WHAT TO PRODUCE —
Below are entries. Copy exactly the lines running from the line that holds "bulk embedding generation" to the line that holds "the requested products.", with both ends included.

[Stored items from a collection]
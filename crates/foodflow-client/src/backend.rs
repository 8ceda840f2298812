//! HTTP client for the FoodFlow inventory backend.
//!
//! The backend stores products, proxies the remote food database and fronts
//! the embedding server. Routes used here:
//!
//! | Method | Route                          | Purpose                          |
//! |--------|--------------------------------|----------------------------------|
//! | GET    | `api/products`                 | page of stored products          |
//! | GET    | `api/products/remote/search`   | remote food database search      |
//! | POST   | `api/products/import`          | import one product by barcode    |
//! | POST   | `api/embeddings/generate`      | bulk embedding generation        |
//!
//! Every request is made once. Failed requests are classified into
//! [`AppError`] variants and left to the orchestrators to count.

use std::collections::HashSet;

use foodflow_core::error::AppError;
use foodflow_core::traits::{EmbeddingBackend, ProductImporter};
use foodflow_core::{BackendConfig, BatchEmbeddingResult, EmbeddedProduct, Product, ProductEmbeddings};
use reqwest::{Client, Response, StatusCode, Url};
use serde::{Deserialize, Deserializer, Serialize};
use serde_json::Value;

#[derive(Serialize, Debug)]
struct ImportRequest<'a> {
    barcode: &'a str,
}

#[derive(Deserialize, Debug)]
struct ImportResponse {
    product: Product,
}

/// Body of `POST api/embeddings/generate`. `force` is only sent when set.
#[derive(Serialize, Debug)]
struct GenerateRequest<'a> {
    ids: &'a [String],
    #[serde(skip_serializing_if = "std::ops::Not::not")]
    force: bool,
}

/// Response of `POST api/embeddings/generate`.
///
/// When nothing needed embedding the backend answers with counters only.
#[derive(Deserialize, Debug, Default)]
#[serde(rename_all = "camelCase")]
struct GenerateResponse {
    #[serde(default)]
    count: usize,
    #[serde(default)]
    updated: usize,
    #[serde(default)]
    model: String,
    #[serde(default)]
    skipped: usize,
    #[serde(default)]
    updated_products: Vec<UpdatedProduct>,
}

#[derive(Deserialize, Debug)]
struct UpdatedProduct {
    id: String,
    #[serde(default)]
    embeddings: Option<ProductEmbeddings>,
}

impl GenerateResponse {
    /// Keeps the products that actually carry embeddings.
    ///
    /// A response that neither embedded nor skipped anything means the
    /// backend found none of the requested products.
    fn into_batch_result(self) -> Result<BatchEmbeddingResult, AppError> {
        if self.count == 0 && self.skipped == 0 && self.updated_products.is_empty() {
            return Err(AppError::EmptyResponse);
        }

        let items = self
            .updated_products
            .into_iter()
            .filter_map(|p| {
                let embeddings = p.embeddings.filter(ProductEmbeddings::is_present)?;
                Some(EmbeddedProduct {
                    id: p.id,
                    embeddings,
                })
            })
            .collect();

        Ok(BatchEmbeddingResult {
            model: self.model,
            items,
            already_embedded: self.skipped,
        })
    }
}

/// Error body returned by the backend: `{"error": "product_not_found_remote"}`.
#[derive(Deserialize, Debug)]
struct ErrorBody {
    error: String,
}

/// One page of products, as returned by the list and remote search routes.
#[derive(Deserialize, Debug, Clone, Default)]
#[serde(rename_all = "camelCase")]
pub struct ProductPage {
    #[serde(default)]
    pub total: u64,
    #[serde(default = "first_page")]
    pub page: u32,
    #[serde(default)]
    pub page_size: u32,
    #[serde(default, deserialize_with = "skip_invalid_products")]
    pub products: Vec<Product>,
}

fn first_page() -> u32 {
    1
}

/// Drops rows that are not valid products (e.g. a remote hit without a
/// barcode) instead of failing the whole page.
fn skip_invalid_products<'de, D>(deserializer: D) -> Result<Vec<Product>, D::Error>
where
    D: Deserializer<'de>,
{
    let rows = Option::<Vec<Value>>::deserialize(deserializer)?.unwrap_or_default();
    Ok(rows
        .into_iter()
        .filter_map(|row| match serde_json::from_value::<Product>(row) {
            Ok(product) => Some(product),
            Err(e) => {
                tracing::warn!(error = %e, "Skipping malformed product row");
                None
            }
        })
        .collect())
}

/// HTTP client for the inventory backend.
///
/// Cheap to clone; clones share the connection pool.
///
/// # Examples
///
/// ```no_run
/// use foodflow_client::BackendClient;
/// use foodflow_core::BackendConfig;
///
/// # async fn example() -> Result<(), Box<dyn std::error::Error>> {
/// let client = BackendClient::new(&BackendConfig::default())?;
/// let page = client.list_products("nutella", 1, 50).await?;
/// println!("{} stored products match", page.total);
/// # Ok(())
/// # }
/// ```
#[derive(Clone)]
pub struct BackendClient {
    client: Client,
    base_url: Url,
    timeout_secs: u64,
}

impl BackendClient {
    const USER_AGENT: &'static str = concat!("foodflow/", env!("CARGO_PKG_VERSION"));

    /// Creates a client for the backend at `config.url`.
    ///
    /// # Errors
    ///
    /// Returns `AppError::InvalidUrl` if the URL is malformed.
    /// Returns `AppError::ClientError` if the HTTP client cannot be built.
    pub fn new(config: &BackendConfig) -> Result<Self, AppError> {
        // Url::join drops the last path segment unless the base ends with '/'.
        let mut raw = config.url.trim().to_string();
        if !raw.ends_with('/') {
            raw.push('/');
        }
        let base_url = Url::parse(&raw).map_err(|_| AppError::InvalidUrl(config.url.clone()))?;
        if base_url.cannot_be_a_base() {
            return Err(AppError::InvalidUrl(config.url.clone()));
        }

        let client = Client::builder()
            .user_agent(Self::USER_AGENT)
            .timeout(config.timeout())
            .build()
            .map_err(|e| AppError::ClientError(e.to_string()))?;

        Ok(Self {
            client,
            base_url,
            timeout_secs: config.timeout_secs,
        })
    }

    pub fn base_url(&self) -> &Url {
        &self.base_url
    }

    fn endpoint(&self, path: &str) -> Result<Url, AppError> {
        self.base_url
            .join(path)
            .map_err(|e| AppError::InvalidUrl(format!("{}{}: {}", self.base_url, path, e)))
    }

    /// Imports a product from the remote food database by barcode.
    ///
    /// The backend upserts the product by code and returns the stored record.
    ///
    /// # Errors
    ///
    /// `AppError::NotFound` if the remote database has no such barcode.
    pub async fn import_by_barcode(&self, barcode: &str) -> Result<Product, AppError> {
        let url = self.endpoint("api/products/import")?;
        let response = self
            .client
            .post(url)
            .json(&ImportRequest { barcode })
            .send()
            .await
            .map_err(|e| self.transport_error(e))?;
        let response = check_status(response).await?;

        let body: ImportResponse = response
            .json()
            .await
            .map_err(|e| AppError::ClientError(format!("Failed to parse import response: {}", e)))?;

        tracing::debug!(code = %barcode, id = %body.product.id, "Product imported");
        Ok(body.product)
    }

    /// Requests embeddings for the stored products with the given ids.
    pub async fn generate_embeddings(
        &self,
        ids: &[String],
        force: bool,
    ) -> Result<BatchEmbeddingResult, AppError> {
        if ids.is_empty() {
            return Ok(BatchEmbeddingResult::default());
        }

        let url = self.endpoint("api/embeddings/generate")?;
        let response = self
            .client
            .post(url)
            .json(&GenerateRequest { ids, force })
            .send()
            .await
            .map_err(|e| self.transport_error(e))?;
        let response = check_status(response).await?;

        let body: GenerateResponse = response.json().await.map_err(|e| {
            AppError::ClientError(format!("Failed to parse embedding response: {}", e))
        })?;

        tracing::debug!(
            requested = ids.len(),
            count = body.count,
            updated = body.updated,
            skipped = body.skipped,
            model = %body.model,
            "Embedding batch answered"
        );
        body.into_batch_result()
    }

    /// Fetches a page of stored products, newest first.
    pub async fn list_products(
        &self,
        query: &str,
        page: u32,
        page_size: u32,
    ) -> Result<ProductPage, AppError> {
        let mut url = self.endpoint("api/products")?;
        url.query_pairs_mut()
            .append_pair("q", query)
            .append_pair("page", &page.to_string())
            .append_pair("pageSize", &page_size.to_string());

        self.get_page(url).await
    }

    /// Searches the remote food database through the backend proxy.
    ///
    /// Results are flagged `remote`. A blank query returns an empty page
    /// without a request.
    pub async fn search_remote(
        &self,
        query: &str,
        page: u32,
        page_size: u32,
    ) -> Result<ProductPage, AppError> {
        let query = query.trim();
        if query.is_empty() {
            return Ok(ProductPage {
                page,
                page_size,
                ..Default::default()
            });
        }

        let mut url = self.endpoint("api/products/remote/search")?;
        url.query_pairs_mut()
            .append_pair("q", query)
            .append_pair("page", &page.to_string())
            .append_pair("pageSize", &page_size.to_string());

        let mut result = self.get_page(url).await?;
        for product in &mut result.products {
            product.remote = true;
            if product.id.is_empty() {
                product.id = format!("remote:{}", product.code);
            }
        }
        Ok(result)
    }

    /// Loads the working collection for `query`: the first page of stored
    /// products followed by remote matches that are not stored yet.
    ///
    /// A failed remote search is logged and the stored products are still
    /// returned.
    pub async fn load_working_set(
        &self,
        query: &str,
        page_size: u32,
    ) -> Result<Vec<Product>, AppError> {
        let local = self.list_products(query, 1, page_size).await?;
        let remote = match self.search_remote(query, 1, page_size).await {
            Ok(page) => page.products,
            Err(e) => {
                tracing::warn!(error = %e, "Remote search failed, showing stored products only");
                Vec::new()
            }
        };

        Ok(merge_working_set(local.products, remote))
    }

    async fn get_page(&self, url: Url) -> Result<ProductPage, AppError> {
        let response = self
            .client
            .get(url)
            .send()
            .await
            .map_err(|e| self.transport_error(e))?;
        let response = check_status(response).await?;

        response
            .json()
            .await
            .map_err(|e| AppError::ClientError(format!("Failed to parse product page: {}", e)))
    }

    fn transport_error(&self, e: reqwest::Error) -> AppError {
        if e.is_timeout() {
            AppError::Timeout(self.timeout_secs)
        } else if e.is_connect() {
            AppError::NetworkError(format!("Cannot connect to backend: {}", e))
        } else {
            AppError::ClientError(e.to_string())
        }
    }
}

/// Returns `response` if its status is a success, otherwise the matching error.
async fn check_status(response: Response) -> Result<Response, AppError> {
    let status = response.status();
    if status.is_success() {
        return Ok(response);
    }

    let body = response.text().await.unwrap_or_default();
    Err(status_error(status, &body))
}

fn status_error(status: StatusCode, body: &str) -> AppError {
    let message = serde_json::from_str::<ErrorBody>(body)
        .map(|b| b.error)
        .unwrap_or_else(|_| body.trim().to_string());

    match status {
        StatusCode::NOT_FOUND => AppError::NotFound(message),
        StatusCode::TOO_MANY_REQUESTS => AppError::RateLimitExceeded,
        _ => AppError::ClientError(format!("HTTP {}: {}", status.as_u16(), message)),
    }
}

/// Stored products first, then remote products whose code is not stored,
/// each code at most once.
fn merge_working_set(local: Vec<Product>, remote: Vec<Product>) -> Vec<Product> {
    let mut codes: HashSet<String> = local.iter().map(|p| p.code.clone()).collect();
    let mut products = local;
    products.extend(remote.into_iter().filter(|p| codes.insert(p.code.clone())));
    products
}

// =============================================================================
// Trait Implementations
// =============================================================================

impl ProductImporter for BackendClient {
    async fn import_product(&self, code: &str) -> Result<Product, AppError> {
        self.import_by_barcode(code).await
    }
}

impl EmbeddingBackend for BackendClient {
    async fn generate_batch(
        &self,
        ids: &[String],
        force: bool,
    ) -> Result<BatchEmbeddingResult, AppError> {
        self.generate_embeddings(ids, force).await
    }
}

YOUR SOLUTION —
//! | POST   | `api/embeddings/generate`      | bulk embedding generation        |
//!
//! Every request is made once. Failed requests are classified into
//! [`AppError`] variants and left to the orchestrators to count.

use std::collections::HashSet;

use foodflow_core::error::AppError;
use foodflow_core::traits::{EmbeddingBackend, ProductImporter};
use foodflow_core::{BackendConfig, BatchEmbeddingResult, EmbeddedProduct, Product, ProductEmbeddings};
use reqwest::{Client, Response, StatusCode, Url};
use serde::{Deserialize, Deserializer, Serialize};
use serde_json::Value;

#[derive(Serialize, Debug)]
struct ImportRequest<'a> {
    barcode: &'a str,
}

#[derive(Deserialize, Debug)]
struct ImportResponse {
    product: Product,
}

/// Body of `POST api/embeddings/generate`. `force` is only sent when set.
#[derive(Serialize, Debug)]
struct GenerateRequest<'a> {
    ids: &'a [String],
    #[serde(skip_serializing_if = "std::ops::Not::not")]
    force: bool,
}

/// Response of `POST api/embeddings/generate`.
///
/// When nothing needed embedding the backend answers with counters only.
#[derive(Deserialize, Debug, Default)]
#[serde(rename_all = "camelCase")]
struct GenerateResponse {
    #[serde(default)]
    count: usize,
    #[serde(default)]
    updated: usize,
    #[serde(default)]
    model: String,
    #[serde(default)]
    skipped: usize,
    #[serde(default)]
    updated_products: Vec<UpdatedProduct>,
}

#[derive(Deserialize, Debug)]
struct UpdatedProduct {
    id: String,
    #[serde(default)]
    embeddings: Option<ProductEmbeddings>,
}

impl GenerateResponse {
    /// Keeps the products that actually carry embeddings.
    ///
    /// A response that neither embedded nor skipped anything means the
    /// backend found none of the requested products.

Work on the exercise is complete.